Key Differences Between Deferment and Forbearance
Aspect | Deferment | Forbearance |
---|---|---|
Interest Accrual | No accrual on subsidized loans; accrues on unsubsidized loans | Interest accrues on all loans |
Eligibility | Requires meeting specific criteria | Easier to qualify; fewer restrictions |
Duration | Often up to 3 years | Usually 12 months, with possible renewals |
Best For | Borrowers who need long-term relief and qualify for specific reasons | Borrowers facing short-term financial hardship |
Pros and Cons of Deferment
Pros:
- No interest accrual on subsidized federal loans
- Can offer longer periods of relief
Cons:
- Limited eligibility, may not be accessible to all borrowers
- Interest on unsubsidized loans increases the total loan balance if not paid
Pros and Cons of Forbearance
Pros:
- Easier to qualify for, providing more flexibility for borrowers
- Can be renewed if financial hardship continues
Cons:
- Interest accrues on all loan types, increasing the total loan balance
- Typically offers only short-term relief
Choosing the Right Option for Your Situation
Both deferment and forbearance can provide valuable relief, but they each come with financial implications. Deferment might be a better option if you’re still in school, on active military duty, or experiencing a specific financial hardship that qualifies. Forbearance, on the other hand, is more accessible for temporary financial challenges but will generally cost more due to interest accrual.
Understanding the difference between deferment and forbearance can empower borrowers to make the best decision for their financial future. If you’re unsure which option is right for you, reach out to your loan servicer or financial advisor to explore what might best meet your needs and goals. Making an informed choice today can help you manage your debt effectively and minimize the long-term costs of your student loans.

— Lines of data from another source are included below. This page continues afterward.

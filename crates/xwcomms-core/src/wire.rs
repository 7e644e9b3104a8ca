//! Comms envelope
//!
//! Every game message travels inside an envelope that names the game and
//! channel, sequences the message, and piggybacks an ack of what the sender
//! has received so far.
//!
//! Binary layout:
//! ```text
//! [u8 version][u8 flags][u32 game id][u16 channel]
//! [varint msg id][varint last msg received]
//! [varint len][payload][u32 crc32 of payload]
//! ```

use crc32fast::Hasher;
use serde::{Deserialize, Serialize};

use crate::errors::{CommsError, Result};
use crate::stream::{version, InStream, OutStream};
use crate::types::{ChannelNo, GameId, MsgId};

// ----------------------------------------------------------------------------
// Envelope Flags
// ----------------------------------------------------------------------------

#[derive(Debug, Clone, Copy, Default, PartialEq, Eq, Serialize, Deserialize)]
pub struct EnvelopeFlags {
    /// Receiver should answer with an ack right away
    pub ack_request: bool,
    /// Sender is the game's host
    pub is_host: bool,
}

impl EnvelopeFlags {
    pub fn to_byte(self) -> u8 {
        let mut flags = 0u8;
        if self.ack_request {
            flags |= 0x01;
        }
        if self.is_host {
            flags |= 0x02;
        }
        flags
    }

    pub fn from_byte(byte: u8) -> Self {
        Self {
            ack_request: (byte & 0x01) != 0,
            is_host: (byte & 0x02) != 0,
        }
    }
}

// ----------------------------------------------------------------------------
// Envelope
// ----------------------------------------------------------------------------

#[derive(Debug, Clone, PartialEq, Eq, Serialize, Deserialize)]
pub struct Envelope {
    pub version: u8,
    pub flags: EnvelopeFlags,
    pub game_id: GameId,
    pub channel: ChannelNo,
    /// `MsgId::NONE` for pure acks and ack requests
    pub msg_id: MsgId,
    pub last_msg_rcvd: MsgId,
    pub payload: Vec<u8>,
}

impl Envelope {
    pub fn new(game_id: GameId, channel: ChannelNo, msg_id: MsgId, payload: Vec<u8>) -> Self {
        Self {
            version: version::CURRENT,
            flags: EnvelopeFlags::default(),
            game_id,
            channel,
            msg_id,
            last_msg_rcvd: MsgId::NONE,
            payload,
        }
    }

    /// Unsequenced envelope carrying only an ack
    pub fn ack(game_id: GameId, channel: ChannelNo, last_msg_rcvd: MsgId) -> Self {
        let mut envelope = Self::new(game_id, channel, MsgId::NONE, Vec::new());
        envelope.last_msg_rcvd = last_msg_rcvd;
        envelope
    }

    pub fn is_control(&self) -> bool {
        self.msg_id == MsgId::NONE
    }

    pub fn checksum(&self) -> u32 {
        payload_checksum(&self.payload)
    }

    pub fn encode(&self) -> Vec<u8> {
        let mut out = OutStream::with_version(self.version);
        out.put_u8(self.version);
        out.put_u8(self.flags.to_byte());
        out.put_u32(self.game_id.as_u32());
        out.put_u16(self.channel.raw());
        out.put_u32_vl(self.msg_id.as_u32());
        out.put_u32_vl(self.last_msg_rcvd.as_u32());
        out.put_bytes(&self.payload);
        out.put_u32(self.checksum());
        out.into_bytes()
    }

    pub fn decode(bytes: &[u8]) -> Result<Self> {
        let mut input = InStream::new(bytes);
        let version = input.get_u8()?;
        if version == 0 || version > version::CURRENT {
            return Err(CommsError::invalid_message(format!(
                "unsupported envelope version {}",
                version
            )));
        }
        input.set_version(version);
        let envelope = Self {
            version,
            flags: EnvelopeFlags::from_byte(input.get_u8()?),
            game_id: GameId::new(input.get_u32()?),
            channel: ChannelNo::new(input.get_u16()?),
            msg_id: MsgId::new(input.get_u32_vl()?),
            last_msg_rcvd: MsgId::new(input.get_u32_vl()?),
            payload: input.get_bytes()?,
        };
        let expected = input.get_u32()?;
        if envelope.checksum() != expected {
            return Err(CommsError::invalid_message(format!(
                "payload checksum mismatch: got {:08x}, expected {:08x}",
                envelope.checksum(),
                expected
            )));
        }
        if !input.is_empty() {
            return Err(CommsError::invalid_message("trailing bytes after envelope"));
        }
        Ok(envelope)
    }
}

/// CRC32 of a message payload, also used to identify messages in logs
pub fn payload_checksum(data: &[u8]) -> u32 {
    let mut hasher = Hasher::new();
    hasher.update(data);
    hasher.finalize()
}

#[cfg(test)]
mod tests {
    use super::*;

    #[test]
    fn flags_pack_into_one_byte() {
        let flags = EnvelopeFlags {
            ack_request: true,
            is_host: true,
        };
        assert_eq!(flags.to_byte(), 0x03);
        assert_eq!(EnvelopeFlags::from_byte(0x02), EnvelopeFlags {
            ack_request: false,
            is_host: true,
        });
    }

    #[test]
    fn ack_is_a_control_envelope() {
        let ack = Envelope::ack(GameId::new(1), ChannelNo::new(0x101), MsgId::new(4));
        assert!(ack.is_control());
        let decoded = Envelope::decode(&ack.encode()).unwrap();
        assert_eq!(decoded.last_msg_rcvd, MsgId::new(4));
    }

    #[test]
    fn corrupted_payload_is_rejected() {
        let envelope = Envelope::new(GameId::new(9), ChannelNo::new(1), MsgId::new(1), b"move".to_vec());
        let mut bytes = envelope.encode();
        let payload_at = bytes.len() - 4 - 2;
        bytes[payload_at] ^= 0xFF;
        assert!(Envelope::decode(&bytes).is_err());
    }

    #[test]
    fn unknown_version_is_rejected() {
        let mut bytes = Envelope::ack(GameId::new(1), ChannelNo::NONE, MsgId::NONE).encode();
        bytes[0] = 0x7F;
        assert!(Envelope::decode(&bytes).is_err());
    }
}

Disclaimer: The information provided in this post is for general informational purposes only and should not be considered financial advice. Student loan situations can vary significantly based on individual circumstances, and decisions around deferment or forbearance can have lasting financial impacts. Before making any changes to your loan repayment plan, consult a qualified financial advisor or your loan servicer to understand the best options for your unique situation.